Kyiv, il 24 marzo 2016. Sono più di 230 le violazioni di diritti umani registrate nel corso dei due anni dell’occupazione della Crimea, così come affermato dalle attiviste dell’iniziativa “Crimea SOS”. Sette persone sono state uccise, 13 risultano disperse; le violazioni contano anche detenzioni e perquisizioni illegali, come riferito dalla fondatrice e coordinatrice di “Crimea SOS” Tamila Tasheva in un briefing stampa presso l’Ukraine Crisis Media Center.

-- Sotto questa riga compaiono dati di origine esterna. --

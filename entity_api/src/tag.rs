use super::error::Error;
use entity::tags::{ActiveModel, Column, Entity, Model};
use entity::{meeting_tags, Id};
use log::*;
use sea_orm::{
    entity::prelude::*,
    ActiveValue::{Set, Unchanged},
    DatabaseConnection, JoinType, QueryOrder, QuerySelect,
};

pub async fn create(db: &DatabaseConnection, user_id: Id, tag_model: Model) -> Result<Model, Error> {
    debug!("New tag to be inserted for user {user_id}: {}", tag_model.name);

    let now = chrono::Utc::now();
    let active_model = ActiveModel {
        id: Set(Id::new_v4()),
        user_id: Set(user_id),
        name: Set(tag_model.name.trim().to_owned()),
        color: Set(tag_model.color),
        created_at: Set(now.into()),
        updated_at: Set(now.into()),
    };

    Ok(active_model.insert(db).await?)
}

pub async fn update(db: &DatabaseConnection, id: Id, model: Model) -> Result<Model, Error> {
    let existing = find_by_id(db, id).await?;

    let active_model = ActiveModel {
        id: Unchanged(existing.id),
        user_id: Unchanged(existing.user_id),
        name: Set(model.name.trim().to_owned()),
        color: Set(model.color),
        created_at: Unchanged(existing.created_at),
        updated_at: Set(chrono::Utc::now().into()),
    };

    Ok(active_model.update(db).await?)
}

pub async fn find_by_id(db: &DatabaseConnection, id: Id) -> Result<Model, Error> {
    Entity::find_by_id(id)
        .one(db)
        .await?
        .ok_or_else(Error::not_found)
}

pub async fn find_by_user(db: &DatabaseConnection, user_id: Id) -> Result<Vec<Model>, Error> {
    Ok(Entity::find()
        .filter(Column::UserId.eq(user_id))
        .order_by_asc(Column::Name)
        .all(db)
        .await?)
}

/// Tags attached to a meeting, by name.
pub async fn find_by_meeting(db: &DatabaseConnection, meeting_id: Id) -> Result<Vec<Model>, Error> {
    Ok(Entity::find()
        .join(JoinType::InnerJoin, entity::tags::Relation::MeetingTags.def())
        .filter(meeting_tags::Column::MeetingId.eq(meeting_id))
        .order_by_asc(Column::Name)
        .all(db)
        .await?)
}

/// Deletes a tag. Association rows go with it; the meetings stay.
pub async fn delete_by_id(db: &DatabaseConnection, id: Id) -> Result<(), Error> {
    let result = Entity::delete_by_id(id).exec(db).await?;
    if result.rows_affected == 0 {
        return Err(Error::not_found());
    }
    Ok(())
}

I gruppi più perseguitati nella penisola sono i tatari e gli attivisti pro-ucraini, spiega Yevhenia Andriyuk, vice-coordinatrice della stessa associazione. Il peggioramento della qualità della vita nella penisola risulterebbe, fra l’altro, una violazione del diritto internazionale da parte della Russia, afferma l’attivista.
Ne è un esempio la cittadinanza russa imposta senza poter rifiutarla. Ai crimeani con passaporto russo non è possibile andare nei altri paesi né tantomeno ottenere alcun servizio al di fuori della Federazione russa. Finora le autorità occupanti russe avrebbero dovuto risolvere i problemi legati alla carenza di elettricità e riscaldamento, dice Yevhenia. Un altro grande problema, nonché altra grave violazione, è la militarizzazione della penisola. Negli ultimi tempi la Russia ha trasformato la Crimea in una delle sue “isole militari”, impiegando materiale militare e svolgendo esercitazioni militari nella penisola, aggiunge Andriyuk.